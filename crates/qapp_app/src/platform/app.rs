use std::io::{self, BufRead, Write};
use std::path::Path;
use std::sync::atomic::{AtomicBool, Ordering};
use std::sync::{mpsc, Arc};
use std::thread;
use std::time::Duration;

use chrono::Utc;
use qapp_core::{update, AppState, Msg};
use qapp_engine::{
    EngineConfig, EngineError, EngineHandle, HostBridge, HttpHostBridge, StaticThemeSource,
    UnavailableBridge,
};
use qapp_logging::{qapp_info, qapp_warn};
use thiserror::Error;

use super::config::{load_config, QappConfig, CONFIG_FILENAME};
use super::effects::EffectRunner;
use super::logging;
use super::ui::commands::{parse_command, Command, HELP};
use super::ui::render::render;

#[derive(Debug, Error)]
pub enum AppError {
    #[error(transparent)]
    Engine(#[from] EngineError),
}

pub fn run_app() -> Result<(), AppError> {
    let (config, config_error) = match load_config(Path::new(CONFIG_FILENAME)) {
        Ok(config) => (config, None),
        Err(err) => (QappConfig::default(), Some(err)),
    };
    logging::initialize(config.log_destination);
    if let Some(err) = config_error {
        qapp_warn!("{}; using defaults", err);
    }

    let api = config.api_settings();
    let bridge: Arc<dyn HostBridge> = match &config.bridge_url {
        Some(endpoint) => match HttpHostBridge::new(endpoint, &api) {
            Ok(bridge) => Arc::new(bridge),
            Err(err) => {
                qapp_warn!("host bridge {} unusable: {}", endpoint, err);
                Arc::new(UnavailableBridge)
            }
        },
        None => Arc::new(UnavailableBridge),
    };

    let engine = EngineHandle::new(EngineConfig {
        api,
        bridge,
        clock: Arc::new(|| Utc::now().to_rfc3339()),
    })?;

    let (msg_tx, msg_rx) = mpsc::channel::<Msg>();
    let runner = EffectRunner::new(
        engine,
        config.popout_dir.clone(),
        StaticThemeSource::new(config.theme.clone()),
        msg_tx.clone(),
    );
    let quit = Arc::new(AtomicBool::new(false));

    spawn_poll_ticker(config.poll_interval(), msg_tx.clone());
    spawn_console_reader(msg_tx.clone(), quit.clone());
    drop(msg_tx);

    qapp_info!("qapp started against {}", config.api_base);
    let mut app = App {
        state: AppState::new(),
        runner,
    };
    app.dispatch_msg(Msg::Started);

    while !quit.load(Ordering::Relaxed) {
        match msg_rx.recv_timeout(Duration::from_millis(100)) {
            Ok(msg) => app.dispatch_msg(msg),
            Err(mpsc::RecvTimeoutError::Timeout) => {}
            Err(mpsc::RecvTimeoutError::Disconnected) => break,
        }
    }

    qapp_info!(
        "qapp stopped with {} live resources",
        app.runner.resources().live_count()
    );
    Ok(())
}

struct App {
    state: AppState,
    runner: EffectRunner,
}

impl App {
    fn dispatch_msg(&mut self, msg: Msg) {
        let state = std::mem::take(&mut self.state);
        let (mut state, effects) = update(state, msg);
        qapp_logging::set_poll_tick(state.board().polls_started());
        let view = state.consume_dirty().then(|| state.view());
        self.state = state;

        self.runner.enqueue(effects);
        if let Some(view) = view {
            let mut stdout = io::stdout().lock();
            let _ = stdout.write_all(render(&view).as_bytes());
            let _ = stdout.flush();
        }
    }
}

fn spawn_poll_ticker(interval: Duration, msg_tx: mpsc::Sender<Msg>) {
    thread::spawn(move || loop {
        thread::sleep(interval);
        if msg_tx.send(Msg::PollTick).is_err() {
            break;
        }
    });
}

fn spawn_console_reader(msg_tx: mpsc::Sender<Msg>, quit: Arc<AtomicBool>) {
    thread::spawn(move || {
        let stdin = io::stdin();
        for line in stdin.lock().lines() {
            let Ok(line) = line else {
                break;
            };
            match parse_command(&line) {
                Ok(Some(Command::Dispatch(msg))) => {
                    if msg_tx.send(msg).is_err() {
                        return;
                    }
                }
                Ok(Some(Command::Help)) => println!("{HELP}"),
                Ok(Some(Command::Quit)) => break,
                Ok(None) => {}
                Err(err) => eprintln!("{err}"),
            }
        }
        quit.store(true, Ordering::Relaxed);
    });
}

◇ ◇ ◇ ◇

# Task brief
Word for word, write out every record.

# Answer box
filename crates/qapp_app/src/platform/app.rs
use std::io::{self, BufRead, Write};
use std::path::Path;
use std::sync::atomic::{AtomicBool, Ordering};
use std::sync::{mpsc, Arc};
use std::thread;
use std::time::Duration;

use chrono::Utc;
use qapp_core::{update, AppState, Msg};
use qapp_engine::{
    EngineConfig, EngineError, EngineHandle, HostBridge, HttpHostBridge, StaticThemeSource,
    UnavailableBridge,
};
use qapp_logging::{qapp_info, qapp_warn};
use thiserror::Error;

use super::config::{load_config, QappConfig, CONFIG_FILENAME};
use super::effects::EffectRunner;
use super::logging;
use super::ui::commands::{parse_command, Command, HELP};
use super::ui::render::render;

#[derive(Debug, Error)]
pub enum AppError {
    #[error(transparent)]
    Engine(#[from] EngineError),
}

pub fn run_app() -> Result<(), AppError> {
    let (config, config_error) = match load_config(Path::new(CONFIG_FILENAME)) {
        Ok(config) => (config, None),
        Err(err) => (QappConfig::default(), Some(err)),
    };
    logging::initialize(config.log_destination);
    if let Some(err) = config_error {
        qapp_warn!("{}; using defaults", err);
    }

    let api = config.api_settings();
    let bridge: Arc<dyn HostBridge> = match &config.bridge_url {
        Some(endpoint) => match HttpHostBridge::new(endpoint, &api) {
            Ok(bridge) => Arc::new(bridge),
            Err(err) => {
                qapp_warn!("host bridge {} unusable: {}", endpoint, err);
                Arc::new(UnavailableBridge)
            }
        },
        None => Arc::new(UnavailableBridge),
    };

    let engine = EngineHandle::new(EngineConfig {
        api,
        bridge,
        clock: Arc::new(|| Utc::now().to_rfc3339()),
    })?;

    let (msg_tx, msg_rx) = mpsc::channel::<Msg>();
    let runner = EffectRunner::new(
        engine,
        config.popout_dir.clone(),
        StaticThemeSource::new(config.theme.clone()),
        msg_tx.clone(),
    );
    let quit = Arc::new(AtomicBool::new(false));

    spawn_poll_ticker(config.poll_interval(), msg_tx.clone());
    spawn_console_reader(msg_tx.clone(), quit.clone());
    drop(msg_tx);

    qapp_info!("qapp started against {}", config.api_base);
    let mut app = App {
        state: AppState::new(),
        runner,
    };
    app.dispatch_msg(Msg::Started);

    while !quit.load(Ordering::Relaxed) {
        match msg_rx.recv_timeout(Duration::from_millis(100)) {
            Ok(msg) => app.dispatch_msg(msg),
            Err(mpsc::RecvTimeoutError::Timeout) => {}
            Err(mpsc::RecvTimeoutError::Disconnected) => break,
        }
    }

    qapp_info!(
        "qapp stopped with {} live resources",
        app.runner.resources().live_count()
    );
    Ok(())
}

struct App {
    state: AppState,
    runner: EffectRunner,
}

impl App {
    fn dispatch_msg(&mut self, msg: Msg) {
        let state = std::mem::take(&mut self.state);
        let (mut state, effects) = update(state, msg);
        qapp_logging::set_poll_tick(state.board().polls_started());
        let view = state.consume_dirty().then(|| state.view());
        self.state = state;

        self.runner.enqueue(effects);
        if let Some(view) = view {
            let mut stdout = io::stdout().lock();
            let _ = stdout.write_all(render(&view).as_bytes());
            let _ = stdout.flush();
        }
    }
}

fn spawn_poll_ticker(interval: Duration, msg_tx: mpsc::Sender<Msg>) {
    thread::spawn(move || loop {
        thread::sleep(interval);
        if msg_tx.send(Msg::PollTick).is_err() {
            break;
        }
    });
}

fn spawn_console_reader(msg_tx: mpsc::Sender<Msg>, quit: Arc<AtomicBool>) {
    thread::spawn(move || {
        let stdin = io::stdin();
        for line in stdin.lock().lines() {
            let Ok(line) = line else {
                break;
            };
            match parse_command(&line) {
                Ok(Some(Command::Dispatch(msg))) => {
                    if msg_tx.send(msg).is_err() {
                        return;
                    }
                }
                Ok(Some(Command::Help)) => println!("{HELP}"),
                Ok(Some(Command::Quit)) => break,
                Ok(None) => {}
                Err(err) => eprintln!("{err}"),
            }
        }
        quit.store(true, Ordering::Relaxed);
    });
}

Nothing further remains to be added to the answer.